**WHAT IS BEING ASKED**
Repeat the data below in full and exactly.

**INFORMATION GIVEN**
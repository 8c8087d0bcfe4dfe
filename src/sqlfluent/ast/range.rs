//! Position and location tracking for source code locations
//!
//! This module defines the data structures for representing positions and locations in query
//! source, as well as utilities for converting byte offsets to line/column positions.
//!
//! ## Types
//!
//! - [`Position`] - A line:column position in source code
//! - [`Range`] - A source code range with start/end positions and byte span
//! - [`SourceLocation`] - Utility for converting byte offsets to positions
//!
//! ## Key Design
//!
//! - **Mandatory locations**: tokens and AST nodes all carry a `location: Range`
//! - **Zero based**: lines and columns start at 0, columns count characters
//! - **Byte ranges preserved**: stores both the byte span (end exclusive) and line:column positions
//! - **Unicode-aware**: handles multi-byte UTF-8 characters via `char_indices()`
//!
//! The typical flow is:
//! 1. The lexer produces `(TokenKind, std::ops::Range<usize>)` pairs (byte offsets)
//! 2. Tokenization converts them with [`SourceLocation::byte_range_to_ast_range`]
//! 3. Lowering aggregates token ranges into node ranges with [`Range::bounding_box`]

use serde::Serialize;
use std::fmt;
use std::ops::Range as ByteRange;

/// Represents a position in source code (line and column)
#[derive(Debug, Clone, Copy, PartialEq, Eq, PartialOrd, Ord, Hash, Serialize)]
pub struct Position {
    pub line: usize,
    pub column: usize,
}

impl Position {
    pub fn new(line: usize, column: usize) -> Self {
        Self { line, column }
    }
}

impl fmt::Display for Position {
    fn fmt(&self, f: &mut fmt::Formatter<'_>) -> fmt::Result {
        write!(f, "{}:{}", self.line, self.column)
    }
}

impl Default for Position {
    fn default() -> Self {
        Self::new(0, 0)
    }
}

/// Represents a location in source code (start and end positions)
#[derive(Debug, Clone, PartialEq, Eq, Hash, Serialize)]
pub struct Range {
    pub span: ByteRange<usize>,
    pub start: Position,
    pub end: Position,
}

impl Range {
    pub fn new(span: ByteRange<usize>, start: Position, end: Position) -> Self {
        Self { span, start, end }
    }

    /// A zero-width range sitting at `offset`/`position`.
    pub fn empty_at(offset: usize, position: Position) -> Self {
        Self::new(offset..offset, position, position)
    }

    pub fn start_offset(&self) -> usize {
        self.span.start
    }

    pub fn end_offset(&self) -> usize {
        self.span.end
    }

    /// Check if a position is contained within this location
    pub fn contains(&self, pos: Position) -> bool {
        self.start <= pos && pos <= self.end
    }

    /// Check if `other` lies entirely inside this location, both by position and by byte span.
    pub fn contains_range(&self, other: &Range) -> bool {
        self.contains(other.start)
            && self.contains(other.end)
            && self.span.start <= other.span.start
            && other.span.end <= self.span.end
    }

    /// Build a bounding box that contains all provided ranges.
    pub fn bounding_box<'a, I>(mut ranges: I) -> Option<Range>
    where
        I: Iterator<Item = &'a Range>,
    {
        let first = ranges.next()?.clone();
        let mut span_start = first.span.start;
        let mut span_end = first.span.end;
        let mut start_pos = first.start;
        let mut end_pos = first.end;

        for range in ranges {
            if range.start < start_pos {
                start_pos = range.start;
                span_start = range.span.start;
            } else if range.start == start_pos {
                span_start = span_start.min(range.span.start);
            }

            if range.end > end_pos {
                end_pos = range.end;
                span_end = range.span.end;
            } else if range.end == end_pos {
                span_end = span_end.max(range.span.end);
            }
        }

        Some(Range::new(span_start..span_end, start_pos, end_pos))
    }
}

impl fmt::Display for Range {
    fn fmt(&self, f: &mut fmt::Formatter<'_>) -> fmt::Result {
        write!(f, "{}..{}", self.start, self.end)
    }
}

impl Default for Range {
    fn default() -> Self {
        Self::new(
            ByteRange { start: 0, end: 0 },
            Position::default(),
            Position::default(),
        )
    }
}

/// Provides fast conversion from byte offsets to line/column positions
pub struct SourceLocation {
    /// Byte offsets where each line starts
    line_starts: Vec<usize>,
    source: String,
}

impl SourceLocation {
    /// Create a new SourceLocation from source code
    ///
    /// A line ends at `\n`, `\r\n` or a lone `\r`, the same terminators the lexer turns into
    /// `Newline` tokens.
    pub fn new(source: &str) -> Self {
        let mut line_starts = vec![0];
        let mut chars = source.char_indices().peekable();

        while let Some((byte_pos, ch)) = chars.next() {
            match ch {
                '\n' => line_starts.push(byte_pos + 1),
                '\r' if !matches!(chars.peek(), Some((_, '\n'))) => {
                    line_starts.push(byte_pos + 1)
                }
                _ => {}
            }
        }

        Self {
            line_starts,
            source: source.to_string(),
        }
    }

    /// Convert a byte offset to a line/column position
    ///
    /// Columns count characters, so multi-byte characters advance the column by one.
    pub fn byte_to_position(&self, byte_offset: usize) -> Position {
        let byte_offset = byte_offset.min(self.source.len());
        let line = self
            .line_starts
            .binary_search(&byte_offset)
            .unwrap_or_else(|i| i - 1);

        let line_start = self.line_starts[line];
        let column = self
            .source
            .get(line_start..byte_offset)
            .map(|text| text.chars().count())
            .unwrap_or(byte_offset - line_start);

        Position::new(line, column)
    }

    /// Convert a byte range to a location
    pub fn byte_range_to_ast_range(&self, range: &ByteRange<usize>) -> Range {
        Range::new(
            range.clone(),
            self.byte_to_position(range.start),
            self.byte_to_position(range.end),
        )
    }
}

**ANSWER FOR THIS EXERCISE**
repository 8c8087d0bcfe4dfe
filename src/sqlfluent/ast/range.rs
//! Position and location tracking for source code locations
//!
//! This module defines the data structures for representing positions and locations in query
//! source, as well as utilities for converting byte offsets to line/column positions.
//!
//! ## Types
//!
//! - [`Position`] - A line:column position in source code
//! - [`Range`] - A source code range with start/end positions and byte span
//! - [`SourceLocation`] - Utility for converting byte offsets to positions
//!
//! ## Key Design
//!
//! - **Mandatory locations**: tokens and AST nodes all carry a `location: Range`
//! - **Zero based**: lines and columns start at 0, columns count characters
//! - **Byte ranges preserved**: stores both the byte span (end exclusive) and line:column positions
//! - **Unicode-aware**: handles multi-byte UTF-8 characters via `char_indices()`
//!
//! The typical flow is:
//! 1. The lexer produces `(TokenKind, std::ops::Range<usize>)` pairs (byte offsets)
//! 2. Tokenization converts them with [`SourceLocation::byte_range_to_ast_range`]
//! 3. Lowering aggregates token ranges into node ranges with [`Range::bounding_box`]

use serde::Serialize;
use std::fmt;
use std::ops::Range as ByteRange;

/// Represents a position in source code (line and column)
#[derive(Debug, Clone, Copy, PartialEq, Eq, PartialOrd, Ord, Hash, Serialize)]
pub struct Position {
    pub line: usize,
    pub column: usize,
}

impl Position {
    pub fn new(line: usize, column: usize) -> Self {
        Self { line, column }
    }
}

impl fmt::Display for Position {
    fn fmt(&self, f: &mut fmt::Formatter<'_>) -> fmt::Result {
        write!(f, "{}:{}", self.line, self.column)
    }
}

impl Default for Position {
    fn default() -> Self {
        Self::new(0, 0)
    }
}

/// Represents a location in source code (start and end positions)
#[derive(Debug, Clone, PartialEq, Eq, Hash, Serialize)]
pub struct Range {
    pub span: ByteRange<usize>,
    pub start: Position,
    pub end: Position,
}

impl Range {
    pub fn new(span: ByteRange<usize>, start: Position, end: Position) -> Self {
        Self { span, start, end }
    }

    /// A zero-width range sitting at `offset`/`position`.
    pub fn empty_at(offset: usize, position: Position) -> Self {
        Self::new(offset..offset, position, position)
    }

    pub fn start_offset(&self) -> usize {
        self.span.start
    }

    pub fn end_offset(&self) -> usize {
        self.span.end
    }

    /// Check if a position is contained within this location
    pub fn contains(&self, pos: Position) -> bool {
        self.start <= pos && pos <= self.end
    }

    /// Check if `other` lies entirely inside this location, both by position and by byte span.
    pub fn contains_range(&self, other: &Range) -> bool {
        self.contains(other.start)
            && self.contains(other.end)
            && self.span.start <= other.span.start
            && other.span.end <= self.span.end
    }

    /// Build a bounding box that contains all provided ranges.
    pub fn bounding_box<'a, I>(mut ranges: I) -> Option<Range>
    where
        I: Iterator<Item = &'a Range>,
    {
        let first = ranges.next()?.clone();
        let mut span_start = first.span.start;
        let mut span_end = first.span.end;
        let mut start_pos = first.start;
        let mut end_pos = first.end;

        for range in ranges {
            if range.start < start_pos {
                start_pos = range.start;
                span_start = range.span.start;
            } else if range.start == start_pos {
                span_start = span_start.min(range.span.start);
            }

            if range.end > end_pos {
                end_pos = range.end;
                span_end = range.span.end;
            } else if range.end == end_pos {
                span_end = span_end.max(range.span.end);
            }
        }

        Some(Range::new(span_start..span_end, start_pos, end_pos))
    }
}

impl fmt::Display for Range {
    fn fmt(&self, f: &mut fmt::Formatter<'_>) -> fmt::Result {
        write!(f, "{}..{}", self.start, self.end)
    }
}

impl Default for Range {
    fn default() -> Self {
        Self::new(
            ByteRange { start: 0, end: 0 },
            Position::default(),
            Position::default(),
        )
    }
}

/// Provides fast conversion from byte offsets to line/column positions
pub struct SourceLocation {
    /// Byte offsets where each line starts
    line_starts: Vec<usize>,
    source: String,
}

impl SourceLocation {
    /// Create a new SourceLocation from source code
    ///
    /// A line ends at `\n`, `\r\n` or a lone `\r`, the same terminators the lexer turns into
    /// `Newline` tokens.
    pub fn new(source: &str) -> Self {
        let mut line_starts = vec![0];
        let mut chars = source.char_indices().peekable();

        while let Some((byte_pos, ch)) = chars.next() {
            match ch {
                '\n' => line_starts.push(byte_pos + 1),
                '\r' if !matches!(chars.peek(), Some((_, '\n'))) => {
                    line_starts.push(byte_pos + 1)
                }
                _ => {}
            }
        }

        Self {
            line_starts,
            source: source.to_string(),
        }
    }

    /// Convert a byte offset to a line/column position
    ///
    /// Columns count characters, so multi-byte characters advance the column by one.
    pub fn byte_to_position(&self, byte_offset: usize) -> Position {
        let byte_offset = byte_offset.min(self.source.len());
        let line = self
            .line_starts
            .binary_search(&byte_offset)
            .unwrap_or_else(|i| i - 1);

        let line_start = self.line_starts[line];
        let column = self
            .source
            .get(line_start..byte_offset)
            .map(|text| text.chars().count())
            .unwrap_or(byte_offset - line_start);

        Position::new(line, column)
    }

    /// Convert a byte range to a location
    pub fn byte_range_to_ast_range(&self, range: &ByteRange<usize>) -> Range {
        Range::new(
            range.clone(),
            self.byte_to_position(range.start),
            self.byte_to_position(range.end),
        )
    }
}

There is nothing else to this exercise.